• Available data:
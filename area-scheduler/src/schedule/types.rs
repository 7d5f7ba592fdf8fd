use chrono::{NaiveDate, NaiveDateTime, Weekday};
use serde::{Deserialize, Serialize};

use crate::error::{PlannerError, Result};

/// Hourly capacity declared for an area
#[derive(Debug, Clone, PartialEq, Serialize, Deserialize)]
#[serde(rename_all = "PascalCase")]
pub struct CapacityRecord {
    pub area: String,
    pub day: String,
    pub hour: i32,
    pub capacity: f64,
}

/// Capacity already claimed by jobs before allocation runs
#[derive(Debug, Clone, PartialEq, Serialize, Deserialize)]
#[serde(rename_all = "PascalCase")]
pub struct DemandRecord {
    pub area: String,
    pub day: String,
    pub hour: i32,
    pub capacity_job: f64,
}

#[derive(Debug, Clone, Copy, PartialEq, Eq, Serialize, Deserialize)]
pub enum UtilizationStatus {
    #[serde(rename = "OK")]
    Ok,
    #[serde(rename = "OVERLOAD")]
    Overload,
}

/// One (area, day, hour) cell of the utilization matrix
#[derive(Debug, Clone, PartialEq, Serialize, Deserialize)]
#[serde(rename_all = "PascalCase")]
pub struct UtilizationRow {
    pub area: String,
    pub day: String,
    pub hour: i32,
    pub capacity: f64,
    pub capacity_job: f64,
    pub difference: f64,
    pub status: UtilizationStatus,
}

impl UtilizationRow {
    pub fn new(area: String, day: String, hour: i32, capacity: f64, capacity_job: f64) -> Self {
        let difference = capacity - capacity_job;
        let status = if difference < 0.0 {
            UtilizationStatus::Overload
        } else {
            UtilizationStatus::Ok
        };
        Self {
            area,
            day,
            hour,
            capacity,
            capacity_job,
            difference,
            status,
        }
    }

    pub fn is_overloaded(&self) -> bool {
        self.status == UtilizationStatus::Overload
    }
}

/// A request for capacity over a contiguous block of hours in one area
#[derive(Debug, Clone, PartialEq, Serialize, Deserialize)]
#[serde(rename_all = "PascalCase")]
pub struct Job {
    #[serde(rename = "JobID")]
    pub id: String,
    pub area: String,
    pub day: String,
    pub start_hour: i32,
    pub duration: i32,
    pub quantity: f64,
}

impl Job {
    /// Hours occupied by the job, ascending. Empty when duration < 1;
    /// stops early rather than overflow `i32`.
    pub fn hours(&self) -> impl Iterator<Item = i32> {
        let start = self.start_hour;
        (0..self.duration.max(0)).map_while(move |k| start.checked_add(k))
    }
}

#[derive(Debug, Clone, PartialEq, Serialize, Deserialize)]
#[serde(rename_all = "PascalCase")]
pub struct Assignment {
    #[serde(rename = "JobID")]
    pub job_id: String,
    pub area: String,
    pub day: String,
    pub hour: i32,
    pub assigned_quantity: f64,
}

#[derive(Debug, Clone, Copy, PartialEq, Eq, Serialize, Deserialize)]
pub enum JobStatus {
    Assigned,
    Partial,
    Unassigned,
}

#[derive(Debug, Clone, PartialEq, Serialize, Deserialize)]
#[serde(rename_all = "PascalCase")]
pub struct JobResult {
    #[serde(rename = "JobID")]
    pub job_id: String,
    pub area: String,
    pub day: String,
    pub start_hour: i32,
    pub duration: i32,
    pub requested_quantity: f64,
    pub assigned_total: f64,
    pub status: JobStatus,
}

#[derive(Debug, Clone, PartialEq, Serialize, Deserialize)]
#[serde(rename_all = "PascalCase")]
pub struct CapacityRemaining {
    pub area: String,
    pub hour: i32,
    pub capacity_remaining: f64,
}

/// A fixed clock interval; `end_hour <= start_hour` means the shift crosses midnight.
///
/// Serialized keys are PascalCase like every record; snake_case keys are
/// accepted on input.
#[derive(Debug, Clone, PartialEq, Serialize, Deserialize)]
#[serde(rename_all = "PascalCase")]
pub struct ShiftDefinition {
    #[serde(alias = "id")]
    pub id: String,
    #[serde(alias = "start_hour")]
    pub start_hour: u32,
    #[serde(alias = "end_hour")]
    pub end_hour: u32,
}

impl ShiftDefinition {
    pub fn new(id: &str, start_hour: u32, end_hour: u32) -> Self {
        Self {
            id: id.to_string(),
            start_hour,
            end_hour,
        }
    }

    pub fn crosses_midnight(&self) -> bool {
        self.end_hour <= self.start_hour
    }

    pub fn duration_hours(&self) -> u32 {
        if self.crosses_midnight() {
            24 - self.start_hour + self.end_hour
        } else {
            self.end_hour - self.start_hour
        }
    }

    pub fn validate(&self) -> Result<()> {
        if self.start_hour > 23 || self.end_hour > 24 {
            return Err(PlannerError::InvalidShift {
                id: self.id.clone(),
                start_hour: self.start_hour,
                end_hour: self.end_hour,
            });
        }
        Ok(())
    }
}

/// Seats needed for a (shift, area) pair on every date of the horizon
#[derive(Debug, Clone, PartialEq, Serialize, Deserialize)]
#[serde(rename_all = "PascalCase")]
pub struct SeatDemand {
    #[serde(alias = "shift_id")]
    pub shift_id: String,
    #[serde(alias = "area")]
    pub area: String,
    #[serde(alias = "needed")]
    pub needed: u32,
}

/// A schedulable person. Run counters live in the allocator, not here.
#[derive(Debug, Clone, PartialEq, Serialize, Deserialize)]
#[serde(rename_all = "PascalCase")]
pub struct Worker {
    #[serde(alias = "name")]
    pub name: String,
    /// Empty means qualified for every area.
    #[serde(default, alias = "areas")]
    pub areas: Vec<String>,
    #[serde(alias = "contract_hours")]
    pub contract_hours: f64,
    #[serde(alias = "availability")]
    pub availability: Vec<Weekday>,
}

impl Worker {
    pub fn qualifies_for(&self, area: &str) -> bool {
        self.areas.is_empty() || self.areas.iter().any(|a| a.eq_ignore_ascii_case(area))
    }

    pub fn available_on(&self, weekday: Weekday) -> bool {
        self.availability.contains(&weekday)
    }
}

/// One seat of one shift on one date, filled or not
#[derive(Debug, Clone, PartialEq, Serialize, Deserialize)]
#[serde(rename_all = "PascalCase")]
pub struct ScheduleEntry {
    pub date: NaiveDate,
    pub start: NaiveDateTime,
    pub end: NaiveDateTime,
    pub area: String,
    pub shift_id: String,
    #[serde(default)]
    pub seat: u32,
    pub worker: Option<String>,
    pub hours: f64,
    #[serde(default)]
    pub relaxed: bool,
}

impl ScheduleEntry {
    pub fn is_filled(&self) -> bool {
        self.worker.is_some()
    }
}

#[cfg(test)]
mod tests {
    use super::*;

    #[test]
    fn test_utilization_status() {
        let ok = UtilizationRow::new("bodega".into(), "".into(), 6, 10.0, 10.0);
        assert_eq!(ok.difference, 0.0);
        assert_eq!(ok.status, UtilizationStatus::Ok);

        let over = UtilizationRow::new("bodega".into(), "".into(), 8, 10.0, 12.0);
        assert_eq!(over.difference, -2.0);
        assert!(over.is_overloaded());
    }

    #[test]
    fn test_job_hours() {
        let job = Job {
            id: "J1".into(),
            area: "surf".into(),
            day: "".into(),
            start_hour: 22,
            duration: 3,
            quantity: 1.0,
        };
        // No wraparound past midnight
        assert_eq!(job.hours().collect::<Vec<_>>(), vec![22, 23, 24]);

        let near_max = Job {
            start_hour: i32::MAX - 1,
            duration: 5,
            ..job.clone()
        };
        assert_eq!(near_max.hours().collect::<Vec<_>>(), vec![i32::MAX - 1, i32::MAX]);

        let empty = Job { duration: 0, ..job };
        assert_eq!(empty.hours().count(), 0);
    }

    #[test]
    fn test_shift_duration() {
        assert_eq!(ShiftDefinition::new("M", 6, 14).duration_hours(), 8);
        assert_eq!(ShiftDefinition::new("N", 22, 6).duration_hours(), 8);
        assert_eq!(ShiftDefinition::new("D", 8, 8).duration_hours(), 24);
        assert!(ShiftDefinition::new("X", 24, 2).validate().is_err());
    }

    #[test]
    fn test_roster_inputs_share_record_casing() {
        let worker = Worker {
            name: "Ana".into(),
            areas: vec!["hc".into()],
            contract_hours: 40.0,
            availability: vec![Weekday::Mon],
        };
        let json = serde_json::to_value(&worker).unwrap();
        assert_eq!(json["ContractHours"], 40.0);
        assert!(json.get("contract_hours").is_none());
        assert_eq!(serde_json::from_value::<Worker>(json).unwrap(), worker);

        let legacy: Worker =
            serde_json::from_str(r#"{"name": "Ana", "areas": ["hc"], "contract_hours": 40, "availability": ["Mon"]}"#)
                .unwrap();
        assert_eq!(legacy, worker);

        let seat: SeatDemand = serde_json::from_str(r#"{"ShiftId": "M", "Area": "hc", "Needed": 2}"#).unwrap();
        assert_eq!(serde_json::to_value(&seat).unwrap()["ShiftId"], "M");

        let shift: ShiftDefinition = serde_json::from_str(r#"{"id": "N", "start_hour": 22, "end_hour": 6}"#).unwrap();
        assert_eq!(serde_json::to_value(&shift).unwrap()["StartHour"], 22);
    }

    #[test]
    fn test_worker_qualification() {
        let anyone = Worker {
            name: "Ana".into(),
            areas: vec![],
            contract_hours: 40.0,
            availability: vec![Weekday::Mon],
        };
        assert!(anyone.qualifies_for("montaje"));

        let specialist = Worker {
            areas: vec!["HC".into()],
            ..anyone
        };
        assert!(specialist.qualifies_for("hc"));
        assert!(!specialist.qualifies_for("surf"));
        assert!(specialist.available_on(Weekday::Mon));
        assert!(!specialist.available_on(Weekday::Tue));
    }
}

• Problem description: In the answer, the lines from the first line of the data above through the line containing "for an area" must appear exactly as written, with nothing else.

• Output for this task:
filename area-scheduler/src/schedule/types.rs
repository 7d5f7ba592fdf8fd
use chrono::{NaiveDate, NaiveDateTime, Weekday};
use serde::{Deserialize, Serialize};

use crate::error::{PlannerError, Result};

/// Hourly capacity declared for an area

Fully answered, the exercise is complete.